## EXERCISE GOAL
Reproduce, please, only the lines from the first line below to the line containing "self.effective_sales = if", inclusive.

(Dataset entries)
BEGIN
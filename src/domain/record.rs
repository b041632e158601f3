// ==========================================
// 零售库存调货建议生成系统 - 库存记录领域模型
// ==========================================
// 一行 = 一个 产品(Article) x 店铺(Site) 组合
// 清洗层写入, 引擎层只读
// ==========================================

use crate::domain::types::RpType;
use serde::{Deserialize, Serialize};
use std::collections::HashMap;

// ==========================================
// RawSheet - 文件解析中间结构
// ==========================================
// 用途: 解析管道中间产物(文件解析 → 清洗校验 → InventoryRecord)
// 生命周期: 仅在导入流程内
#[derive(Debug, Clone, Default)]
pub struct RawSheet {
    /// 表头(首行, 已 TRIM)
    pub headers: Vec<String>,
    /// 数据行: 表头 → 单元格文本(已 TRIM, 全空行已剔除)
    pub rows: Vec<HashMap<String, String>>,
}

impl RawSheet {
    /// 是否包含指定表头
    pub fn has_column(&self, name: &str) -> bool {
        self.headers.iter().any(|h| h == name)
    }
}

// ==========================================
// InventoryRecord - 标准化库存记录
// ==========================================
// 派生字段在清洗时计算一次并缓存, 此后全程只读
#[derive(Debug, Clone, PartialEq, Eq, Serialize, Deserialize)]
pub struct InventoryRecord {
    // ===== 产品标识 =====
    pub article: String,      // 产品编号
    pub article_desc: String, // 产品描述

    // ===== 店铺标识 =====
    pub rp_type: RpType, // 补货类型 (ND/RF)
    pub site: String,    // 店铺编号
    pub om: String,      // 所属 OM 单位

    // ===== 数量字段(非负整数) =====
    pub moq: u32,              // 最小订货量
    pub safety_stock: u32,     // 安全库存
    pub net_stock: u32,        // 在库净库存(物理转出上限)
    pub pending_received: u32, // 在途待收
    pub target: u32,           // 目标需求量(期望在店绝对数量)
    pub last_month_sold: u32,  // 上月销量
    pub mtd_sold: u32,         // 本月至今销量

    // ===== 派生字段(清洗时计算) =====
    pub available_stock: u32, // 净库存 + 在途, 仅用于转出资格判定
    pub effective_sales: u32, // 上月销量 > 0 取上月, 否则取本月至今

    // ===== 清洗备注 =====
    // 记录数据修正日志(销量异常限幅 / RP Type 回退等), 可为空
    pub notes: String,
}

impl InventoryRecord {
    /// 重算派生字段
    ///
    /// # 规则
    /// - available_stock = net_stock + pending_received
    /// - effective_sales = last_month_sold (>0 时), 否则 mtd_sold
    pub fn compute_derived(&mut self) {
        self.available_stock = self.net_stock + self.pending_received;
        self.effective_sales = if self.last_month_sold > 0 {
            self.last_month_sold
        } else {
            self.mtd_sold
        };
    }

    /// 是否为接收候选(有目标需求量)
    pub fn is_receiver_candidate(&self) -> bool {
        self.target > 0
    }
}

#[cfg(test)]
mod tests {
    use super::*;

    fn sample_record() -> InventoryRecord {
        InventoryRecord {
            article: "A001".to_string(),
            article_desc: "测试产品".to_string(),
            rp_type: RpType::Rf,
            site: "S001".to_string(),
            om: "G1".to_string(),
            moq: 2,
            safety_stock: 5,
            net_stock: 10,
            pending_received: 3,
            target: 0,
            last_month_sold: 0,
            mtd_sold: 7,
            available_stock: 0,
            effective_sales: 0,
            notes: String::new(),
        }
    }

    #[test]
    fn test_compute_derived_available_stock() {
        let mut record = sample_record();
        record.compute_derived();
        assert_eq!(record.available_stock, 13); // 10 + 3
    }

    #[test]
    fn test_compute_derived_effective_sales_fallback_to_mtd() {
        let mut record = sample_record();
        record.compute_derived();
        assert_eq!(record.effective_sales, 7); // 上月为 0, 取本月至今
    }

    #[test]
    fn test_compute_derived_effective_sales_prefers_last_month() {
        let mut record = sample_record();
        record.last_month_sold = 4;
        record.compute_derived();
        assert_eq!(record.effective_sales, 4);
    }

    #[test]
    fn test_is_receiver_candidate() {
        let mut record = sample_record();
        assert!(!record.is_receiver_candidate());
        record.target = 5;
        assert!(record.is_receiver_candidate());
    }
}
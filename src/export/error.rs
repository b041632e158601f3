// ==========================================
// 零售库存调货建议生成系统 - 导出模块错误类型
// ==========================================

use thiserror::Error;

/// 导出模块错误类型
#[derive(Error, Debug)]
pub enum ExportError {
    #[error("报表写入失败: {0}")]
    WriteError(String),

    #[error("CSV 序列化失败: {0}")]
    CsvError(String),
}

impl From<std::io::Error> for ExportError {
    fn from(err: std::io::Error) -> Self {
        ExportError::WriteError(err.to_string())
    }
}

impl From<csv::Error> for ExportError {
    fn from(err: csv::Error) -> Self {
        ExportError::CsvError(err.to_string())
    }
}

/// Result 类型别名
pub type ExportResult<T> = Result<T, ExportError>;
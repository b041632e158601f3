// ==========================================
// 零售库存调货建议生成系统 - 转出资格分类器
// ==========================================
// 职责: 按模式规则把产品组内每行判定为转出候选/接收候选/两者/皆非
// 红线: 无状态、无副作用, 只读 InventoryRecord
// ==========================================

use crate::config::mode_profile::ModeProfile;
use crate::domain::record::InventoryRecord;
use crate::domain::transfer::{
    DonorCandidate, DonorSnapshot, ReceiverDescriptor, ReceiverSnapshot,
};
use crate::domain::types::{RpType, TransferType};

// ==========================================
// GroupCandidates - 单产品组分类结果
// ==========================================
// donors 待排序; receivers 待构建接收池
#[derive(Debug, Clone, Default)]
pub struct GroupCandidates {
    pub donors: Vec<DonorCandidate>,
    pub receivers: Vec<ReceiverDescriptor>,
}

// ==========================================
// EligibilityEngine - 转出资格分类器
// ==========================================
pub struct EligibilityEngine;

impl EligibilityEngine {
    pub fn new() -> Self {
        Self
    }

    // ==========================================
    // 核心方法
    // ==========================================

    /// 分类单个产品组的全部行
    ///
    /// 组内最大有效销量跨全部 OM 计算(销量门控基准)
    pub fn classify_group(
        &self,
        rows: &[&InventoryRecord],
        profile: &ModeProfile,
    ) -> GroupCandidates {
        let max_sales = self.max_effective_sales(rows);

        let mut result = GroupCandidates::default();
        for record in rows {
            if let Some(donor) = self.classify_donor(record, max_sales, profile) {
                result.donors.push(donor);
            }
            if let Some(receiver) = self.classify_receiver(record) {
                result.receivers.push(receiver);
            }
        }

        result
    }

    /// 产品组内最大有效销量(跨全部行)
    pub fn max_effective_sales(&self, rows: &[&InventoryRecord]) -> u32 {
        rows.iter().map(|r| r.effective_sales).max().unwrap_or(0)
    }

    /// 转出资格判定
    ///
    /// # 规则
    /// 1. ND 规则先判(优先级 1): net_stock > 0 即全量转出, 不再进入 RF 规则
    /// 2. RF 规则(优先级 2, 按模式配置):
    ///    - 可用库存须高于门槛(安全库存/MOQ/免门槛)
    ///    - 销量门控开启时要求 effective_sales < 组内最大
    ///    - 可转出量 = min(可用库存 - 门槛, floor(可用库存 × 比例上限), 净库存)
    /// 3. 可转出量为 0 → 非候选
    pub fn classify_donor(
        &self,
        record: &InventoryRecord,
        max_sales_in_group: u32,
        profile: &ModeProfile,
    ) -> Option<DonorCandidate> {
        match record.rp_type {
            RpType::Nd => self.classify_nd_donor(record),
            RpType::Rf => self.classify_rf_donor(record, max_sales_in_group, profile),
        }
    }

    /// ND 转出规则: 有净库存即全量转出(所有模式一致)
    fn classify_nd_donor(&self, record: &InventoryRecord) -> Option<DonorCandidate> {
        if record.net_stock == 0 {
            return None;
        }

        Some(DonorCandidate {
            article: record.article.clone(),
            site: record.site.clone(),
            om: record.om.clone(),
            transfer_type: TransferType::Nd,
            max_donate_qty: record.net_stock,
            snapshot: DonorSnapshot::capture(record),
        })
    }

    /// RF 转出规则(模式差异全部来自 ModeProfile)
    fn classify_rf_donor(
        &self,
        record: &InventoryRecord,
        max_sales_in_group: u32,
        profile: &ModeProfile,
    ) -> Option<DonorCandidate> {
        let threshold = profile.rf_threshold_value(record.safety_stock, record.moq);

        if record.available_stock <= threshold {
            return None;
        }
        if profile.rf_sales_gated && record.effective_sales >= max_sales_in_group {
            return None;
        }

        // 可用库存只放宽资格与上限, 物理转出量始终以净库存封顶
        let base = record.available_stock - threshold;
        let ratio_cap = (record.available_stock as f64 * profile.rf_cap_ratio).floor() as u32;
        let qty = base.min(ratio_cap).min(record.net_stock);

        if qty == 0 {
            return None;
        }

        Some(DonorCandidate {
            article: record.article.clone(),
            site: record.site.clone(),
            om: record.om.clone(),
            transfer_type: profile.rf_transfer_type,
            max_donate_qty: qty,
            snapshot: DonorSnapshot::capture(record),
        })
    }

    /// 接收资格判定: 有目标需求量即为接收候选(所有模式一致)
    ///
    /// 需求量 = target 绝对口径, 不扣自身现有库存
    pub fn classify_receiver(&self, record: &InventoryRecord) -> Option<ReceiverDescriptor> {
        if !record.is_receiver_candidate() {
            return None;
        }

        Some(ReceiverDescriptor {
            article: record.article.clone(),
            site: record.site.clone(),
            om: record.om.clone(),
            snapshot: ReceiverSnapshot::capture(record),
        })
    }
}

impl Default for EligibilityEngine {
    fn default() -> Self {
        Self::new()
    }
}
END
## ANSWER SPACE
filename src/domain/record.rs
repository b041632e158601f3
// ==========================================
// 零售库存调货建议生成系统 - 库存记录领域模型
// ==========================================
// 一行 = 一个 产品(Article) x 店铺(Site) 组合
// 清洗层写入, 引擎层只读
// ==========================================

use crate::domain::types::RpType;
use serde::{Deserialize, Serialize};
use std::collections::HashMap;

// ==========================================
// RawSheet - 文件解析中间结构
// ==========================================
// 用途: 解析管道中间产物(文件解析 → 清洗校验 → InventoryRecord)
// 生命周期: 仅在导入流程内
#[derive(Debug, Clone, Default)]
pub struct RawSheet {
    /// 表头(首行, 已 TRIM)
    pub headers: Vec<String>,
    /// 数据行: 表头 → 单元格文本(已 TRIM, 全空行已剔除)
    pub rows: Vec<HashMap<String, String>>,
}

impl RawSheet {
    /// 是否包含指定表头
    pub fn has_column(&self, name: &str) -> bool {
        self.headers.iter().any(|h| h == name)
    }
}

// ==========================================
// InventoryRecord - 标准化库存记录
// ==========================================
// 派生字段在清洗时计算一次并缓存, 此后全程只读
#[derive(Debug, Clone, PartialEq, Eq, Serialize, Deserialize)]
pub struct InventoryRecord {
    // ===== 产品标识 =====
    pub article: String,      // 产品编号
    pub article_desc: String, // 产品描述

    // ===== 店铺标识 =====
    pub rp_type: RpType, // 补货类型 (ND/RF)
    pub site: String,    // 店铺编号
    pub om: String,      // 所属 OM 单位

    // ===== 数量字段(非负整数) =====
    pub moq: u32,              // 最小订货量
    pub safety_stock: u32,     // 安全库存
    pub net_stock: u32,        // 在库净库存(物理转出上限)
    pub pending_received: u32, // 在途待收
    pub target: u32,           // 目标需求量(期望在店绝对数量)
    pub last_month_sold: u32,  // 上月销量
    pub mtd_sold: u32,         // 本月至今销量

    // ===== 派生字段(清洗时计算) =====
    pub available_stock: u32, // 净库存 + 在途, 仅用于转出资格判定
    pub effective_sales: u32, // 上月销量 > 0 取上月, 否则取本月至今

    // ===== 清洗备注 =====
    // 记录数据修正日志(销量异常限幅 / RP Type 回退等), 可为空
    pub notes: String,
}

impl InventoryRecord {
    /// 重算派生字段
    ///
    /// # 规则
    /// - available_stock = net_stock + pending_received
    /// - effective_sales = last_month_sold (>0 时), 否则 mtd_sold
    pub fn compute_derived(&mut self) {
        self.available_stock = self.net_stock + self.pending_received;
        self.effective_sales = if self.last_month_sold > 0 {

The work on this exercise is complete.